> [WHAT IS EXPECTED] Write out again, exactly, the lines below starting at the one with "let p23 = lerp(p2, p3, 0.5);" and ending at the one with "pub fn flatten(commands: &[Command], tolerance_px: f64)".

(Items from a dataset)
++++++++++++++++++++
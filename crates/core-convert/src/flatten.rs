//! Curve flattener: reduces `Curve3`/`Curve4` commands emitted by the
//! smoother into `LineTo` chains, by recursive de Casteljau subdivision
//! stopping once the control polygon deviates from its chord by less than
//! `tolerance_px` (AGG's adaptive curve-subdivision criterion, §4.C.5).

use core_geom::vertex::Command;

const MAX_RECURSION: u32 = 24;

fn flatten_distance(p: (f64, f64), a: (f64, f64), b: (f64, f64)) -> f64 {
    let (dx, dy) = (b.0 - a.0, b.1 - a.1);
    let len_sq = dx * dx + dy * dy;
    if len_sq < f64::EPSILON {
        return ((p.0 - a.0).powi(2) + (p.1 - a.1).powi(2)).sqrt();
    }
    ((dy * p.0 - dx * p.1 + b.0 * a.1 - b.1 * a.0).abs()) / len_sq.sqrt()
}

fn lerp(a: (f64, f64), b: (f64, f64), t: f64) -> (f64, f64) {
    (a.0 + (b.0 - a.0) * t, a.1 + (b.1 - a.1) * t)
}

fn quad_subdivide(
    p0: (f64, f64),
    p1: (f64, f64),
    p2: (f64, f64),
    tolerance: f64,
    depth: u32,
    out: &mut Vec<(f64, f64)>,
) {
    if depth >= MAX_RECURSION || flatten_distance(p1, p0, p2) <= tolerance {
        out.push(p2);
        return;
    }
    let p01 = lerp(p0, p1, 0.5);
    let p12 = lerp(p1, p2, 0.5);
    let mid = lerp(p01, p12, 0.5);
    quad_subdivide(p0, p01, mid, tolerance, depth + 1, out);
    quad_subdivide(mid, p12, p2, tolerance, depth + 1, out);
}

fn cubic_flatness(p0: (f64, f64), p1: (f64, f64), p2: (f64, f64), p3: (f64, f64)) -> f64 {
    flatten_distance(p1, p0, p3).max(flatten_distance(p2, p0, p3))
}

fn cubic_subdivide(
    p0: (f64, f64),
    p1: (f64, f64),
    p2: (f64, f64),
    p3: (f64, f64),
    tolerance: f64,
    depth: u32,
    out: &mut Vec<(f64, f64)>,
) {
    if depth >= MAX_RECURSION || cubic_flatness(p0, p1, p2, p3) <= tolerance {
        out.push(p3);
        return;
    }
    let p01 = lerp(p0, p1, 0.5);
    let p12 = lerp(p1, p2, 0.5);
    let p23 = lerp(p2, p3, 0.5);
    let p012 = lerp(p01, p12, 0.5);
    let p123 = lerp(p12, p23, 0.5);
    let mid = lerp(p012, p123, 0.5);
    cubic_subdivide(p0, p01, p012, mid, tolerance, depth + 1, out);
    cubic_subdivide(mid, p123, p23, p3, tolerance, depth + 1, out);
}

/// Replaces every `Curve3`/`Curve4` with a `LineTo` run approximating it to
/// within `tolerance_px`; `MoveTo`/`LineTo`/`Close`/`End` pass through
/// unchanged. `current` tracks the pen position needed as the curve's start
/// point.
pub fn flatten(commands: &[Command], tolerance_px: f64) -> Vec<Command> {
    let tolerance = tolerance_px.max(1e-6);
    let mut out = Vec::with_capacity(commands.len());
    let mut current = (0.0, 0.0);
    for cmd in commands {
        match *cmd {
            Command::MoveTo { x, y } => {
                current = (x, y);
                out.push(*cmd);
            }
            Command::LineTo { x, y } => {
                current = (x, y);
                out.push(*cmd);
            }
            Command::Curve3 { cx, cy, x, y } => {
                let mut pts = Vec::new();
                quad_subdivide(current, (cx, cy), (x, y), tolerance, 0, &mut pts);
                for (px, py) in pts {
                    out.push(Command::LineTo { x: px, y: py });
                }
                current = (x, y);
            }
            Command::Curve4 { cx1, cy1, cx2, cy2, x, y } => {
                let mut pts = Vec::new();
                cubic_subdivide(current, (cx1, cy1), (cx2, cy2), (x, y), tolerance, 0, &mut pts);
                for (px, py) in pts {
                    out.push(Command::LineTo { x: px, y: py });
                }
                current = (x, y);
            }
            Command::Close => out.push(Command::Close),
            Command::End => out.push(Command::End),
        }
    }
    out
}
++++++++++++++++++++
> [RESPONSE BOX]
    let p23 = lerp(p2, p3, 0.5);
    let p012 = lerp(p01, p12, 0.5);
    let p123 = lerp(p12, p23, 0.5);
    let mid = lerp(p012, p123, 0.5);
    cubic_subdivide(p0, p01, p012, mid, tolerance, depth + 1, out);
    cubic_subdivide(mid, p123, p23, p3, tolerance, depth + 1, out);
}

/// Replaces every `Curve3`/`Curve4` with a `LineTo` run approximating it to
/// within `tolerance_px`; `MoveTo`/`LineTo`/`Close`/`End` pass through
/// unchanged. `current` tracks the pen position needed as the curve's start
/// point.
pub fn flatten(commands: &[Command], tolerance_px: f64) -> Vec<Command> {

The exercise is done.